Place your hand on your cat’s side by the rib cage over the widest area of its chest. Put your other hand over it and lock your elbows. You can distribute the weight of your hands on both sides of the animal if it’s a kitten by putting your thumb on one and the rest of your fingers on the other.

4. Start Chest Compressions

You’ll start CPR with a rapid series of chest compressions to get the blood moving and oxygen transported throughout your pet’s body. The sequence may seem extreme, but a normal heart rate is between 140 and 220 beats per minute (bpm), which you’re trying to replicate with CPR. Initially, you’re shooting for 100 to 120 times a minute.

Start with 30 quick chest compressions. Depress its chest about an inch, allowing it to return to its full size in between compressions.

5. Give Your Cat Rescue Breaths

The pulmonary part of the procedure is the rescue breaths you’ll deliver from your mouth to your cat’s nose. Close its snout with one hand and cradle its head in the other. This positioning will ensure the most air gets into your pet. Give your kitty two strong breaths.

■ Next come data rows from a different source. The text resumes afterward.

pub mod allele_index;
pub mod evolvable;
pub mod evolution_engine;
pub mod pool;
pub mod progress;

pub use allele_index::AlleleIndex;
pub use evolvable::{Evolvable, GeneMap};
pub use evolution_engine::EvolutionEngine;
pub use pool::GenePool;
pub use progress::{ChannelProgress, ConsoleProgress, ProgressCallback, ProgressUpdate};
//! Generic evolutionary search over named genes and candidate alleles.
//!
//! Given a [`GenePool`] (gene name to allowed alleles) and a caller-supplied
//! candidate type implementing [`Evolvable`], the engine evolves a
//! population toward higher fitness via selection, position-sliced
//! recombination, and mutation, with no gradient information. Crossover cuts
//! through a continuous allele-position axis rather than gene identity, so a
//! single cut can straddle different genes in each parent.
//!
//! # Example
//!
//! ```
//! use evosearch::{Evolvable, EvolutionEngine, GeneMap, GenePool, RunConfig};
//!
//! #[derive(Debug, Clone)]
//! struct Outfit {
//!     genes: GeneMap<String>,
//! }
//!
//! impl Evolvable for Outfit {
//!     type Allele = String;
//!     type Key = String;
//!
//!     fn from_genes(genes: GeneMap<String>) -> Self {
//!         Self { genes }
//!     }
//!     fn genes(&self) -> &GeneMap<String> {
//!         &self.genes
//!     }
//!     fn genes_mut(&mut self) -> &mut GeneMap<String> {
//!         &mut self.genes
//!     }
//!     fn fitness_level(&self) -> f64 {
//!         self.genes.values().map(|v| v.len() as f64).sum()
//!     }
//!     fn can_survive(&self) -> bool {
//!         !self.genes.is_empty()
//!     }
//!     fn unique(&self) -> String {
//!         self.genes.values().cloned().collect::<Vec<_>>().join("|")
//!     }
//! }
//!
//! # fn main() -> evosearch::Result<()> {
//! let mut pool = GenePool::new();
//! pool.insert("color", vec!["red".to_string(), "blue".to_string()]);
//! pool.insert("size", vec!["small".to_string(), "large".to_string()]);
//!
//! let mut engine: EvolutionEngine<Outfit> = EvolutionEngine::with_seed(pool, 42)?;
//! let config = RunConfig {
//!     generations: 3,
//!     ..RunConfig::default()
//! };
//! engine.run(&config, None)?;
//!
//! assert!(engine.best().is_some());
//! # Ok(())
//! # }
//! ```

pub mod config;
pub mod engine;
pub mod error;

pub use config::RunConfig;
pub use engine::{
    AlleleIndex, ChannelProgress, ConsoleProgress, Evolvable, EvolutionEngine, GeneMap,
    GenePool, ProgressCallback, ProgressUpdate,
};
pub use error::{EvoError, Result};
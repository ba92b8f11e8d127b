use crate::error::{EvoError, Result};
use serde::{Deserialize, Serialize};
use std::path::Path;

/// Parameters for a single evolutionary run.
///
/// `max_attempts` caps every rejection-sampling loop (random generation,
/// recombination, mutation draws). The default `None` keeps those loops
/// unbounded: a survivability constraint that is near-impossible to satisfy
/// will then spin until the process is killed, which is the documented
/// behavior rather than a bug. Set a cap to get a distinguishable
/// [`EvoError::Infeasible`] instead.
#[derive(Debug, Clone, PartialEq, Serialize, Deserialize)]
pub struct RunConfig {
    /// Number of generations to breed.
    pub generations: usize,
    /// Archive capacity: how many all-time best candidates to keep.
    pub n_best: usize,
    /// Children produced per generation; also the initial population size.
    pub n_children: usize,
    /// Fire the progress callback every this many generations. Must be
    /// supplied together with a callback, or not at all.
    pub progress_every: Option<usize>,
    /// Fixed RNG seed for reproducible runs; `None` seeds from entropy.
    pub seed: Option<u64>,
    /// Upper bound for each rejection-sampling loop.
    pub max_attempts: Option<u64>,
}

impl Default for RunConfig {
    fn default() -> Self {
        Self {
            generations: 1000,
            n_best: 5,
            n_children: 4,
            progress_every: None,
            seed: None,
            max_attempts: None,
        }
    }
}

impl RunConfig {
    pub fn validate(&self) -> Result<()> {
        if self.n_children < 1 {
            return Err(EvoError::Configuration(
                "n_children must be at least 1".to_string(),
            ));
        }
        if self.n_best < 1 {
            return Err(EvoError::Configuration(
                "n_best must be at least 1".to_string(),
            ));
        }
        if self.progress_every == Some(0) {
            return Err(EvoError::Configuration(
                "progress_every must be at least 1".to_string(),
            ));
        }
        if self.max_attempts == Some(0) {
            return Err(EvoError::Configuration(
                "max_attempts must be at least 1".to_string(),
            ));
        }
        Ok(())
    }

    pub fn load_from_file<P: AsRef<Path>>(path: P) -> Result<Self> {
        let contents = std::fs::read_to_string(path)?;
        let config: RunConfig = toml::from_str(&contents)
            .map_err(|e| EvoError::Configuration(format!("Failed to parse config: {}", e)))?;
        config.validate()?;
        Ok(config)
    }

    pub fn save_to_file<P: AsRef<Path>>(&self, path: P) -> Result<()> {
        let toml_str = toml::to_string_pretty(self)
            .map_err(|e| EvoError::Configuration(format!("Failed to serialize config: {}", e)))?;
        std::fs::write(path, toml_str)?;
        Ok(())
    }
}
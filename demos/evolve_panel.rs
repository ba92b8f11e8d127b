use anyhow::Result;
use evosearch::{ConsoleProgress, Evolvable, EvolutionEngine, GeneMap, GenePool, RunConfig};
use std::env;

/// A review panel: each role slot staffed by a distinct expert.
#[derive(Debug, Clone)]
struct Panel {
    genes: GeneMap<String>,
}

fn expert_score(name: &str) -> f64 {
    match name {
        "ada" => 9.0,
        "grace" => 8.0,
        "alan" => 7.5,
        "edsger" => 7.0,
        "barbara" => 8.5,
        "donald" => 9.5,
        _ => 1.0,
    }
}

impl Evolvable for Panel {
    type Allele = String;
    type Key = String;

    fn from_genes(genes: GeneMap<String>) -> Self {
        Self { genes }
    }

    fn genes(&self) -> &GeneMap<String> {
        &self.genes
    }

    fn genes_mut(&mut self) -> &mut GeneMap<String> {
        &mut self.genes
    }

    fn fitness_level(&self) -> f64 {
        self.genes.values().map(|expert| expert_score(expert)).sum()
    }

    fn can_survive(&self) -> bool {
        if self.genes.len() != 3 {
            return false;
        }
        let mut experts: Vec<&String> = self.genes.values().collect();
        experts.sort_unstable();
        experts.windows(2).all(|pair| pair[0] != pair[1])
    }

    fn unique(&self) -> String {
        let mut experts: Vec<&str> = self.genes.values().map(String::as_str).collect();
        experts.sort_unstable();
        experts.join("|")
    }
}

fn main() -> Result<()> {
    env_logger::init();

    let args: Vec<String> = env::args().collect();
    let generations = args.get(1).and_then(|s| s.parse().ok()).unwrap_or(200);
    let n_children = args.get(2).and_then(|s| s.parse().ok()).unwrap_or(6);
    let seed: Option<u64> = args.get(3).and_then(|s| s.parse().ok());

    println!("Configuration:");
    println!("  Generations: {}", generations);
    println!("  Children per generation: {}", n_children);
    println!("  Seed: {:?}", seed);
    println!();

    let experts = ["ada", "grace", "alan", "edsger", "barbara", "donald"];
    let mut pool = GenePool::new();
    for role in ["security", "performance", "api"] {
        pool.insert(role, experts.iter().map(|e| e.to_string()).collect());
    }

    let mut engine: EvolutionEngine<Panel> = match seed {
        Some(seed) => EvolutionEngine::with_seed(pool, seed)?,
        None => EvolutionEngine::new(pool)?,
    };

    let config = RunConfig {
        generations,
        n_best: 5,
        n_children,
        progress_every: Some(20),
        ..RunConfig::default()
    };

    let mut progress = ConsoleProgress;
    engine.run(&config, Some(&mut progress))?;

    println!("\nBest panels of all time:");
    for (i, panel) in engine.archive().iter().enumerate() {
        println!("  #{} (fitness {:.1})", i + 1, panel.fitness_level());
        for (role, expert) in panel.genes() {
            println!("      {:<12} {}", role, expert);
        }
    }
    Ok(())
}
use thiserror::Error;

#[derive(Error, Debug)]
pub enum EvoError {
    #[error("Configuration error: {0}")]
    Configuration(String),

    #[error("{operation} gave up after {attempts} attempts")]
    Infeasible {
        operation: &'static str,
        attempts: u64,
    },

    #[error("IO error: {0}")]
    Io(#[from] std::io::Error),
}

pub type Result<T> = std::result::Result<T, EvoError>;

6. Continue the Cycle for 2 Minutes

Repeat the cycle of 30 chest compressions and two rescue breaths for at least 2 minutes or until your pet becomes conscious. That is the amount of time necessary to get to the optimal pressure within your cat’s body. If the heart starts pumping, it’ll be in the right zone to ensure continual circulation and respiration.

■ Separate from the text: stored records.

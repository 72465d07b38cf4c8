//! Wavetable oscillators.
//!
//! Every waveform is a pure function of phase ([`Waveform::sample`]). An
//! [`Oscillator`] never evaluates it per sample; it reads a precomputed table
//! handed out by a [`WavetableCache`]. The cache is an ordinary value owned by
//! the caller, so oscillators built from the same cache share tables without
//! any process-wide state.

use alloc::sync::Arc;
use alloc::vec;
use alloc::vec::Vec;
use core::f32::consts::PI;

use hashbrown::HashMap;
use libm::{fabsf, round, roundf, sinf};

use crate::envelope::Adsr;
use crate::transform::TransformConfig;
use crate::BufferProcessor;

/// Number of samples in one period of a generated wavetable.
pub const WAVETABLE_LENGTH: usize = 2048;

#[derive(Debug, Clone, Copy, PartialEq, Eq, Hash)]
pub enum Waveform {
    Sine,
    Square,
    Saw,
    Triangle,
}

impl Waveform {
    /// Value of one period at `phase` in `[0, 1)`.
    pub fn sample(self, phase: f32) -> f32 {
        match self {
            Waveform::Sine => sinf(2.0 * PI * phase),
            Waveform::Square => {
                if phase < 0.5 {
                    1.0
                } else {
                    -1.0
                }
            }
            Waveform::Saw => 2.0 * (phase - roundf(phase)),
            Waveform::Triangle => 1.0 - 4.0 * fabsf(roundf(phase) - phase),
        }
    }
}

/// Shared wavetables keyed by `(waveform, length)`.
#[derive(Debug, Default)]
pub struct WavetableCache {
    tables: HashMap<(Waveform, usize), Arc<[f32]>>,
}

impl WavetableCache {
    pub fn new() -> Self {
        Self::default()
    }

    /// Table holding one period of `waveform` sampled at `length` points.
    ///
    /// Computed on first request; later requests return the same allocation.
    pub fn get(&mut self, waveform: Waveform, length: usize) -> Arc<[f32]> {
        let table = self.tables.entry((waveform, length)).or_insert_with(|| {
            debug_log!("wavetable: generating {:?} x {}", waveform, length);
            let table: Vec<f32> = (0..length)
                .map(|i| waveform.sample(i as f32 / length as f32))
                .collect();
            Arc::from(table)
        });
        Arc::clone(table)
    }

    pub fn len(&self) -> usize {
        self.tables.len()
    }

    pub fn is_empty(&self) -> bool {
        self.tables.is_empty()
    }

    pub fn clear(&mut self) {
        self.tables.clear();
    }
}

/// Frame-based wavetable oscillator filling one `buffer_size` signal per call.
#[derive(Debug, Clone)]
pub struct Oscillator {
    waveform: Waveform,
    frequency: f32,
    amplitude: f32,
    config: TransformConfig,
    table: Arc<[f32]>,
    frame_count: u64,
    signal: Vec<f32>,
}

impl Oscillator {
    pub fn new(
        waveform: Waveform,
        frequency: f32,
        amplitude: f32,
        config: TransformConfig,
        cache: &mut WavetableCache,
    ) -> Self {
        Self {
            waveform,
            frequency,
            amplitude,
            config,
            table: cache.get(waveform, WAVETABLE_LENGTH),
            frame_count: 0,
            signal: vec![0.0; config.buffer_size()],
        }
    }

    pub fn waveform(&self) -> Waveform {
        self.waveform
    }

    pub fn frequency(&self) -> f32 {
        self.frequency
    }

    pub fn amplitude(&self) -> f32 {
        self.amplitude
    }

    pub fn set_frequency(&mut self, frequency: f32) {
        self.frequency = frequency;
    }

    pub fn set_amplitude(&mut self, amplitude: f32) {
        self.amplitude = amplitude;
    }

    /// Rewind to the first frame.
    pub fn reset(&mut self) {
        self.frame_count = 0;
    }

    /// Raw table value at `offset`, wrapped to the table length.
    pub fn value_at(&self, offset: usize) -> f32 {
        self.table[offset % self.table.len()]
    }

    /// Last generated (and possibly mixed or enveloped) signal.
    pub fn signal(&self) -> &[f32] {
        &self.signal
    }

    /// Fill the signal buffer with the next frame and advance the frame counter.
    pub fn generate(&mut self) -> &[f32] {
        let table_len = self.table.len();
        let sample_rate = self.config.sample_rate();
        if table_len == 0 || sample_rate == 0 {
            self.signal.fill(0.0);
            return &self.signal;
        }
        let step = table_len as f64 * f64::from(self.frequency) / f64::from(sample_rate);
        let frame_offset = self.frame_count * self.signal.len() as u64;
        for (i, out) in self.signal.iter_mut().enumerate() {
            let position = (frame_offset + i as u64) as f64 * step;
            // Nearest table entry; negative frequencies wrap from the end.
            let offset = (round(position) as i64).rem_euclid(table_len as i64) as usize;
            *out = self.table[offset] * self.amplitude;
        }
        self.frame_count += 1;
        &self.signal
    }

    /// Add `other` element-wise into the signal, over the shorter of the two lengths.
    pub fn add_signal(&mut self, other: &[f32]) -> &[f32] {
        for (out, &x) in self.signal.iter_mut().zip(other.iter()) {
            *out += x;
        }
        &self.signal
    }

    /// Shape the current signal with `envelope`, advancing it one step per sample.
    pub fn apply_envelope(&mut self, envelope: &mut Adsr) -> &[f32] {
        envelope.process(&mut self.signal);
        &self.signal
    }
}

7. Transport Your Pet to Your Veterinarian or Emergency Vet Clinic

Even if your pet revives, it’s still imperative to get your cat to your veterinarian as soon as possible. After all, you don’t know what caused the cardiac arrest. Besides, your kitty will likely need aftercare along with the diagnostics.

Place your cat in a carrier, preferably with a solid floor, to prevent jarring and sudden movements to transport it to the clinic as soon as possible.

cat sits in a carrier
Image By: alenka2194, Shutterstock


Caring for Your Cat After Its Ordeal

While the prognosis is poor, animals that survive a cardiac event will need special care and monitoring, especially in the critical first days. Again, it will depend on the cause that will set the course.

Your vet will most likely hospitalize your cat to ensure that they’re stable and not at risk of a recurrence. Rest assured that your quick actions made a difference even if your kitty doesn’t survive.

It’s essential not to be too hard on yourself if it happens. Remember that veterinary clinics have many devices and skilled staff at their disposal. Acting swiftly is the best thing you can do as a pet owner.

vet checking bengal cat
Image By: Pressmaster, Shutterstock


Final Thoughts

Knowing CPR is a lifesaving skill everyone should know how to do, whether it’s saving the life of a family member, stranger, or your cat. The key is to recognize the signs of distress and to avoid hesitation if urgent care is needed.

Let the knowledge of knowing what to do in an emergency give you the peace of mind that you give your cat the ultimate gift as a pet owner.